17. An apparatus according to claim 14, wherein said sensor further includes: an electrically conductive ground member that is spaced from and proximate to each of said first and second parts, said ground member being electrically coupled to said circuitry, and being located between said tag and said first and second parts; and an insulator disposed between said ground member and said first and second parts.

18. An apparatus according to claim 17, wherein said sensor includes two further sheets of insulating material that have therebetween said ground member, said insulator and said first and second parts.

19. A method comprising: monitoring an electrical characteristic between electrically conductive first and second parts that are spaced from and proximate to each other and an electrically conductive ground member, where an insulator is disposed between said ground member and said first and second parts.

20. A method according to claim 19, including: selecting as said insulator a sheet of insulating material having first and second surfaces on opposite sides thereof; configuring said ground member to be sheetlike and to engage said first surface; and configuring said first and second parts to be sheetlike and to engage said second surface.
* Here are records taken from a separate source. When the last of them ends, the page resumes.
//! Handlers for `/surveys`.

use axum::extract::{Path, Query, State};
use axum::http::StatusCode;
use axum::Json;
use learnhub_core::assessment::validate_questions;
use learnhub_core::course::{merge_attendees, remove_attendees, validate_title};
use learnhub_core::error::CoreError;
use learnhub_core::notification::EVENT_SURVEY_ASSIGNED;
use learnhub_core::types::DbId;
use learnhub_db::models::course::AttendeeChange;
use learnhub_db::models::survey::{CreateSurvey, Survey, UpdateSurvey};
use learnhub_db::repositories::SurveyRepo;
use learnhub_events::PlatformEvent;
use serde_json::json;

use crate::error::{AppError, AppResult};
use crate::middleware::auth::AuthUser;
use crate::middleware::rbac::RequireTrainer;
use crate::preview::{write_preview, PreviewTarget};
use crate::query::IncludeInactiveParams;
use crate::response::ApiResponse;
use crate::state::AppState;

pub(crate) fn survey_not_found(id: DbId) -> AppError {
    AppError::Core(CoreError::NotFound {
        entity: "Survey",
        id,
    })
}

/// POST /api/v1/surveys
pub async fn create_survey(
    RequireTrainer(auth): RequireTrainer,
    State(state): State<AppState>,
    Json(input): Json<CreateSurvey>,
) -> AppResult<(StatusCode, Json<ApiResponse<Survey>>)> {
    validate_title(&input.title)?;
    validate_questions(&input.questions)?;

    let mut survey = SurveyRepo::create(&state.pool, &input, auth.user_id).await?;
    tracing::info!(survey_id = survey.id, user_id = auth.user_id, "Survey created");

    let target = PreviewTarget {
        section: "surveys",
        id: survey.id,
        title: &survey.title,
        description: survey.description.as_deref(),
    };
    if let Some(key) = write_preview(&state.config.static_dir, &state.site, &target).await {
        SurveyRepo::set_preview_key(&state.pool, survey.id, &key).await?;
        survey.preview_key = Some(key);
    }
    Ok((StatusCode::CREATED, Json(ApiResponse::ok(survey))))
}

/// GET /api/v1/surveys
pub async fn list_surveys(
    _auth: AuthUser,
    State(state): State<AppState>,
    Query(params): Query<IncludeInactiveParams>,
) -> AppResult<Json<ApiResponse<Vec<Survey>>>> {
    let surveys = SurveyRepo::list(&state.pool, params.include_inactive).await?;
    Ok(Json(ApiResponse::ok(surveys)))
}

/// GET /api/v1/surveys/{id}
pub async fn get_survey(
    _auth: AuthUser,
    State(state): State<AppState>,
    Path(id): Path<DbId>,
) -> AppResult<Json<ApiResponse<Survey>>> {
    let survey = SurveyRepo::find_by_id(&state.pool, id)
        .await?
        .ok_or_else(|| survey_not_found(id))?;
    Ok(Json(ApiResponse::ok(survey)))
}

/// PUT /api/v1/surveys/{id}
pub async fn update_survey(
    RequireTrainer(_): RequireTrainer,
    State(state): State<AppState>,
    Path(id): Path<DbId>,
    Json(input): Json<UpdateSurvey>,
) -> AppResult<Json<ApiResponse<Survey>>> {
    if let Some(title) = &input.title {
        validate_title(title)?;
    }
    if let Some(questions) = &input.questions {
        validate_questions(questions)?;
    }
    let survey = SurveyRepo::update(&state.pool, id, &input)
        .await?
        .ok_or_else(|| survey_not_found(id))?;
    Ok(Json(ApiResponse::ok(survey)))
}

/// POST /api/v1/surveys/{id}/attendees
pub async fn assign_survey(
    RequireTrainer(auth): RequireTrainer,
    State(state): State<AppState>,
    Path(id): Path<DbId>,
    Json(input): Json<AttendeeChange>,
) -> AppResult<Json<ApiResponse<Survey>>> {
    let mut tx = state.pool.begin().await?;
    let current = SurveyRepo::find_for_update(&mut tx, id)
        .await?
        .ok_or_else(|| survey_not_found(id))?;
    let merged = merge_attendees(&current.attendee_ids, &input.user_ids);
    let added: Vec<DbId> = merged
        .iter()
        .copied()
        .filter(|uid| !current.attendee_ids.contains(uid))
        .collect();

    let survey = SurveyRepo::set_attendees(&mut *tx, id, &merged)
        .await?
        .ok_or_else(|| survey_not_found(id))?;
    tx.commit().await?;

    if !added.is_empty() {
        state.publish(
            PlatformEvent::new(EVENT_SURVEY_ASSIGNED)
                .with_source("survey", id)
                .with_actor(auth.user_id)
                .with_payload(json!({
                    "survey_id": id,
                    "title": survey.title,
                }))
                .with_recipients(&added),
        );
    }
    Ok(Json(ApiResponse::ok(survey)))
}

/// DELETE /api/v1/surveys/{id}/attendees
pub async fn unassign_survey(
    RequireTrainer(_): RequireTrainer,
    State(state): State<AppState>,
    Path(id): Path<DbId>,
    Json(input): Json<AttendeeChange>,
) -> AppResult<Json<ApiResponse<Survey>>> {
    let mut tx = state.pool.begin().await?;
    let current = SurveyRepo::find_for_update(&mut tx, id)
        .await?
        .ok_or_else(|| survey_not_found(id))?;
    let remaining = remove_attendees(&current.attendee_ids, &input.user_ids);
    let survey = SurveyRepo::set_attendees(&mut *tx, id, &remaining)
        .await?
        .ok_or_else(|| survey_not_found(id))?;
    tx.commit().await?;
    Ok(Json(ApiResponse::ok(survey)))
}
21. A method according to claim 20, including configuring said ground member, said insulator and said first and second parts to be flexible.

22. A method according to claim 19, including electrically coupling said first and second parts to circuitry within a tag.

23. A method according to claim 22, including electrically coupling said ground member to said circuitry.

24. A method according to claim 22, wherein said first and second parts, said ground member and said insulator are respective portions of a sensor; and including supporting said sensor on said tag externally thereof, with said ground member located between said tag and said first and second parts.

25. A method according to claim 24, including providing a container having a movably supported metal door; and supporting said tag on said container so that, as said door moves from a first position to a second position, a portion of said door moves from a position in proximity to said sensor to a position spaced from said sensor.

26. A method according to claim 24, including selecting a capacitance characteristic as said electrical characteristic.

27. A method comprising: providing a tag with a sensor thereon, said sensor having electrically conductive first and second parts that are spaced from and proximate to each other and that are electrically coupled to circuitry within said tag; and monitoring an electrical characteristic between said electrically conductive first and second parts using said circuitry in said tag.

28. A method according to claim 27, including: providing a container having a movably supported metal door; and supporting said tag on said container so that, as said door moves from a first position to a second position, a portion of said door moves from a position adjacent said sensor to a position spaced from said sensor.

29. A method according to claim 27, including configuring said sensor to have: an electrically conductive ground member that is spaced from and proximate to each of said first and second parts, said ground member being electrically coupled to said circuitry, and being located between said tag and said first and second parts; and an insulator disposed between said ground member and said first and second parts.

30. A method according to claim 27, including selecting a capacitance characteristic as said electrical characteristic.